Work item — Check each line below for the word "positive" and give the number of lines that have it, nothing more.

══ Exercise data ══

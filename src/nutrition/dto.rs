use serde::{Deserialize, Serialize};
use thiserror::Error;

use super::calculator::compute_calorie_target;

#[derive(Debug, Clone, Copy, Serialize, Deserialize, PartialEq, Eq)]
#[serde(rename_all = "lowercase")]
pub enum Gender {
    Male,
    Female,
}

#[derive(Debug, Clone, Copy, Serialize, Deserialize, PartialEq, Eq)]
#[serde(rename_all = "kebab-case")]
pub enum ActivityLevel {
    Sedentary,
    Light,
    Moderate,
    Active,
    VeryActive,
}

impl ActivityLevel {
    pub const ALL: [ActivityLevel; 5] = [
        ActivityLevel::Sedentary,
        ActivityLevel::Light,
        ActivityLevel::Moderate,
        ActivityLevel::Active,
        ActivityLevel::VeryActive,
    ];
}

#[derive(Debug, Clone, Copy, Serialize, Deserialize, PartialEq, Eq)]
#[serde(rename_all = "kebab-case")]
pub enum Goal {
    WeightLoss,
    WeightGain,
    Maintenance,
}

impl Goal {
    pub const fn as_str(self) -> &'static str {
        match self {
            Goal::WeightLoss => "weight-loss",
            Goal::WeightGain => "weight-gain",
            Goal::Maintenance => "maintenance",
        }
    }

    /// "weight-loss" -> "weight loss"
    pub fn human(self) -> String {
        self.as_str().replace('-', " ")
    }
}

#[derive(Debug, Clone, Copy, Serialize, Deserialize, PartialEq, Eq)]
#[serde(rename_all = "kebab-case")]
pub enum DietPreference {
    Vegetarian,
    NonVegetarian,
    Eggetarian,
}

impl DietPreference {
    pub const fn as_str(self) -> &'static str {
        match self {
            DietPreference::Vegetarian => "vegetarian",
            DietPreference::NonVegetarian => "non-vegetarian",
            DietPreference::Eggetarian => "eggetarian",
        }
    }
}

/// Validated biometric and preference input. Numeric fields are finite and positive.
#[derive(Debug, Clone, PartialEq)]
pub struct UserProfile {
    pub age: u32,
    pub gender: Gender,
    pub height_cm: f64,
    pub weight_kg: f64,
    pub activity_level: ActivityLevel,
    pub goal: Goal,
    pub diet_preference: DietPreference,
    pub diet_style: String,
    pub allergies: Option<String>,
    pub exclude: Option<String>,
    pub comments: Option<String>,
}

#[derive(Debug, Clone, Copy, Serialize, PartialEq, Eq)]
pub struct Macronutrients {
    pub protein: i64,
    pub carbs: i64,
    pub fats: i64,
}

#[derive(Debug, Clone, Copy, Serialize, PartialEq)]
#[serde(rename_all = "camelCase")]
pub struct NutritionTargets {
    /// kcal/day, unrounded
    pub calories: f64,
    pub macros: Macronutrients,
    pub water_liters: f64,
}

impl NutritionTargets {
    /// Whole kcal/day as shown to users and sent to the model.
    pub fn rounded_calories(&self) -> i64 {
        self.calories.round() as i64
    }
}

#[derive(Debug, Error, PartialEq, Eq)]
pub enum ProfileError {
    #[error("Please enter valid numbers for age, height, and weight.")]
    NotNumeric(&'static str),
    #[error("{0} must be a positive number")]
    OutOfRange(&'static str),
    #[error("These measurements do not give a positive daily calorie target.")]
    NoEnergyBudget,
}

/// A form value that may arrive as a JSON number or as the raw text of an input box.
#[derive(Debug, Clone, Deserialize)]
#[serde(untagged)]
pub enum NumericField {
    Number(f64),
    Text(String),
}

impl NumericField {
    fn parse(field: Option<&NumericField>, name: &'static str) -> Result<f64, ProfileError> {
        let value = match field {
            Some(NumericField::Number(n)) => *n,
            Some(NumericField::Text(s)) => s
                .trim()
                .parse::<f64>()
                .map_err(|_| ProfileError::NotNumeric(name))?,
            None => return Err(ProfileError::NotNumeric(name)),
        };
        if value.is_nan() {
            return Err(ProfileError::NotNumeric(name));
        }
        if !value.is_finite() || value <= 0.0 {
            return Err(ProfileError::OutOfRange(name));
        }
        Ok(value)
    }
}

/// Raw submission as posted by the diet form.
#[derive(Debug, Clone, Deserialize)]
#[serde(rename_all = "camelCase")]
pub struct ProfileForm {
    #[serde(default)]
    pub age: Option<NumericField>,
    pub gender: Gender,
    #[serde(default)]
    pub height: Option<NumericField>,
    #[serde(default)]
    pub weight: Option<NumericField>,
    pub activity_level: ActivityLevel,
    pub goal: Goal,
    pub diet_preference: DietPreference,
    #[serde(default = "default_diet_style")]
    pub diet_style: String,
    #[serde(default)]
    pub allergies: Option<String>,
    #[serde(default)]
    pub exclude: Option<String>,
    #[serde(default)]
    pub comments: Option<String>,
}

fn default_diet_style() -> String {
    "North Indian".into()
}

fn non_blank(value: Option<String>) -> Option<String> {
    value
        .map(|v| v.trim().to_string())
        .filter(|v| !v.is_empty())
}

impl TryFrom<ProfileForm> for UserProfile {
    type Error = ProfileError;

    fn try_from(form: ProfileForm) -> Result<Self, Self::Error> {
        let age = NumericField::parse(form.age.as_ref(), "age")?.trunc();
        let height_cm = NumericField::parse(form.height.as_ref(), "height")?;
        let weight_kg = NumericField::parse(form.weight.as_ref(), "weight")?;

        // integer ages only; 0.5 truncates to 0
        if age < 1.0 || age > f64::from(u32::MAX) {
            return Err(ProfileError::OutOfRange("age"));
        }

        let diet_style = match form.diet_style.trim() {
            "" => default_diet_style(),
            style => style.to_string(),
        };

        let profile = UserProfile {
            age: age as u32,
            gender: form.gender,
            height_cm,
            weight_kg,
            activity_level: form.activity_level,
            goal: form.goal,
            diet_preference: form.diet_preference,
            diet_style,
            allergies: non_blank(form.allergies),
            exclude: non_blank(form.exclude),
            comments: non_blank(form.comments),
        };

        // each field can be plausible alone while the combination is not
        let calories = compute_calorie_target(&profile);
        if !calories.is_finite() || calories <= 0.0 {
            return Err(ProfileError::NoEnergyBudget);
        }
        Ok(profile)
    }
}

═══

Solution to this exercise — 3